What is required: Quote each line exactly, from the line that contains "let storage = web_sys::window().and_then(|w|" down to the last line of the listing, and no other lines.

Data for processing:
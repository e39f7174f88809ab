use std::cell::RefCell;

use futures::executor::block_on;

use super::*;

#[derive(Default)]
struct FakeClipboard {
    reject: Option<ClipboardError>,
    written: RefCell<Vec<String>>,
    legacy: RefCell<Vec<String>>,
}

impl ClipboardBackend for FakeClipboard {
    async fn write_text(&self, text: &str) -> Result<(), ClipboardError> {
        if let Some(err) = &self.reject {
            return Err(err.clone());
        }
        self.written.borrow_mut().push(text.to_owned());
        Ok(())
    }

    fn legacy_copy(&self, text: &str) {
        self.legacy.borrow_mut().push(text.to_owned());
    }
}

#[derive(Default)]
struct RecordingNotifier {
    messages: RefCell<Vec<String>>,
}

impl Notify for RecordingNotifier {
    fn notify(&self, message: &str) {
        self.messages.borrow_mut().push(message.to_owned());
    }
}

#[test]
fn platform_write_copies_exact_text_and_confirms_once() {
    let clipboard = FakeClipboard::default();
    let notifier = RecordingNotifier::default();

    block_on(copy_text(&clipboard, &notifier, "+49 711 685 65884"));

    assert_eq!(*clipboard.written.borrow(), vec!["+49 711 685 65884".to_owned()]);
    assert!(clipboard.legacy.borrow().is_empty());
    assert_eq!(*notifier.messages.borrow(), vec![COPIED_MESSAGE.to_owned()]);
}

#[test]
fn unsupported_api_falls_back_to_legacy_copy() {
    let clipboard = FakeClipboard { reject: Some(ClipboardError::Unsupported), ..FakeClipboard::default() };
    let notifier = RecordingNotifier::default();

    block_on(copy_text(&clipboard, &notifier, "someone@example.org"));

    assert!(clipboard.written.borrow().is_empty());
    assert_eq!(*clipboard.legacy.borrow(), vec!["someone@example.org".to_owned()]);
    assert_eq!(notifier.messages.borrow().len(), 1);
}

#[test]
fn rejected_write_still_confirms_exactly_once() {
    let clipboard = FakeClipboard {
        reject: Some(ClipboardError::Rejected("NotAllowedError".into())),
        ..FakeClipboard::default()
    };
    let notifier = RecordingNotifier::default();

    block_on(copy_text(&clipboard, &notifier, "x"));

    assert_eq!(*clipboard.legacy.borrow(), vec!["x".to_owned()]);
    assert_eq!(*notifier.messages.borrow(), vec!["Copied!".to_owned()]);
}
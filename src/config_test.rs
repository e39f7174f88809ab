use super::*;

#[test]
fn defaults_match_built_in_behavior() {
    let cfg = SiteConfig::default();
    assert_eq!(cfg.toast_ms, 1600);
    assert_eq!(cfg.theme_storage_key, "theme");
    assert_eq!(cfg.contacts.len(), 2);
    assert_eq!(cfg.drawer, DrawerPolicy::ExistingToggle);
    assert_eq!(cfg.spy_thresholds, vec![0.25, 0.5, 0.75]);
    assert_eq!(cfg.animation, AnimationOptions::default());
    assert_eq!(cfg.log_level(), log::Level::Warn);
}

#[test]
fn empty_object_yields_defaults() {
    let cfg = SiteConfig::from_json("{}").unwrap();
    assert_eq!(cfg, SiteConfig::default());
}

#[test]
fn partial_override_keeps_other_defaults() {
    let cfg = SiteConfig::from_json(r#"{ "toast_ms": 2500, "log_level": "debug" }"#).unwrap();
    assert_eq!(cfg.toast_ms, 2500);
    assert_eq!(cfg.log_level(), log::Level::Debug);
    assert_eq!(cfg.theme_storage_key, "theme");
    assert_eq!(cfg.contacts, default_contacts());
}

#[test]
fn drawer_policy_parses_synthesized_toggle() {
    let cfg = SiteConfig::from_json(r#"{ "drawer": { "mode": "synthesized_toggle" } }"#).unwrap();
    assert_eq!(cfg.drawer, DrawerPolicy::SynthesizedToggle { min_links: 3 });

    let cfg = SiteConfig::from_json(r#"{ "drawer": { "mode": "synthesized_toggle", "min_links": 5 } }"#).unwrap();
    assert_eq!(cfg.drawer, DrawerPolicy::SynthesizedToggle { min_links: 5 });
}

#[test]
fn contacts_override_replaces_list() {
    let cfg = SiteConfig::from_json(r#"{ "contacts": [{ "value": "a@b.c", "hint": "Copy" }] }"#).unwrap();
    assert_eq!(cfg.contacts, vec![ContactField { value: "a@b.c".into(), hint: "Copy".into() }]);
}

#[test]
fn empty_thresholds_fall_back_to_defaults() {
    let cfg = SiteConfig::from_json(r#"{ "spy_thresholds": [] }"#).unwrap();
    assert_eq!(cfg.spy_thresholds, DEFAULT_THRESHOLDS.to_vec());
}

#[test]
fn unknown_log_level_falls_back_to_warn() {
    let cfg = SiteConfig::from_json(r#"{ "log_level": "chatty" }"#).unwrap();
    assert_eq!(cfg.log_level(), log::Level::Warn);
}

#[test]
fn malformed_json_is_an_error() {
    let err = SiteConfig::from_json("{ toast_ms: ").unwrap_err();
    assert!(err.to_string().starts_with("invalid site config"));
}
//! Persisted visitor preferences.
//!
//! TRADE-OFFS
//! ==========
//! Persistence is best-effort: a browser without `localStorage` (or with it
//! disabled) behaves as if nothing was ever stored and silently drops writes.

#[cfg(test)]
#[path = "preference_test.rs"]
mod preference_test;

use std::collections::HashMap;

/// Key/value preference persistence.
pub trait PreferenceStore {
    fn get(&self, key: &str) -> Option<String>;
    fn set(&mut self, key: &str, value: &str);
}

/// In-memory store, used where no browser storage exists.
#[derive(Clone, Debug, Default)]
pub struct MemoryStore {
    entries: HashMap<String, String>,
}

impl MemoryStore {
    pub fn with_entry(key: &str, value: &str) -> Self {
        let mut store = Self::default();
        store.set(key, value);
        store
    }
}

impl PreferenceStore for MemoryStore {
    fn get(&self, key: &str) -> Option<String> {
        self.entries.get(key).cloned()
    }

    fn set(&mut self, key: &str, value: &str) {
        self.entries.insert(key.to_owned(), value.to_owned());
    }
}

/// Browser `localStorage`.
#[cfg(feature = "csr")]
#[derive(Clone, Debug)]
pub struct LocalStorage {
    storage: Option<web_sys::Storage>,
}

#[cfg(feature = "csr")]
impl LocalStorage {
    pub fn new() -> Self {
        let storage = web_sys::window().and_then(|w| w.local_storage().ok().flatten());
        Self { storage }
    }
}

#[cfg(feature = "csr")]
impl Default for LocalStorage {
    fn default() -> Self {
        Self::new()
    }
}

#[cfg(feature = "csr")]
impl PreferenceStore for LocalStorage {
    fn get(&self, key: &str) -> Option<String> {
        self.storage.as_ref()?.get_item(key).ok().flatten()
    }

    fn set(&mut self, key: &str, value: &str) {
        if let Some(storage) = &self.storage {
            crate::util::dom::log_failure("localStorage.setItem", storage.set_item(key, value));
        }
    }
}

Your response:
        let storage = web_sys::window().and_then(|w| w.local_storage().ok().flatten());
        Self { storage }
    }
}

#[cfg(feature = "csr")]
impl Default for LocalStorage {
    fn default() -> Self {
        Self::new()
    }
}

#[cfg(feature = "csr")]
impl PreferenceStore for LocalStorage {
    fn get(&self, key: &str) -> Option<String> {
        self.storage.as_ref()?.get_item(key).ok().flatten()
    }

    fn set(&mut self, key: &str, value: &str) {
        if let Some(storage) = &self.storage {
            crate::util::dom::log_failure("localStorage.setItem", storage.set_item(key, value));
        }
    }
}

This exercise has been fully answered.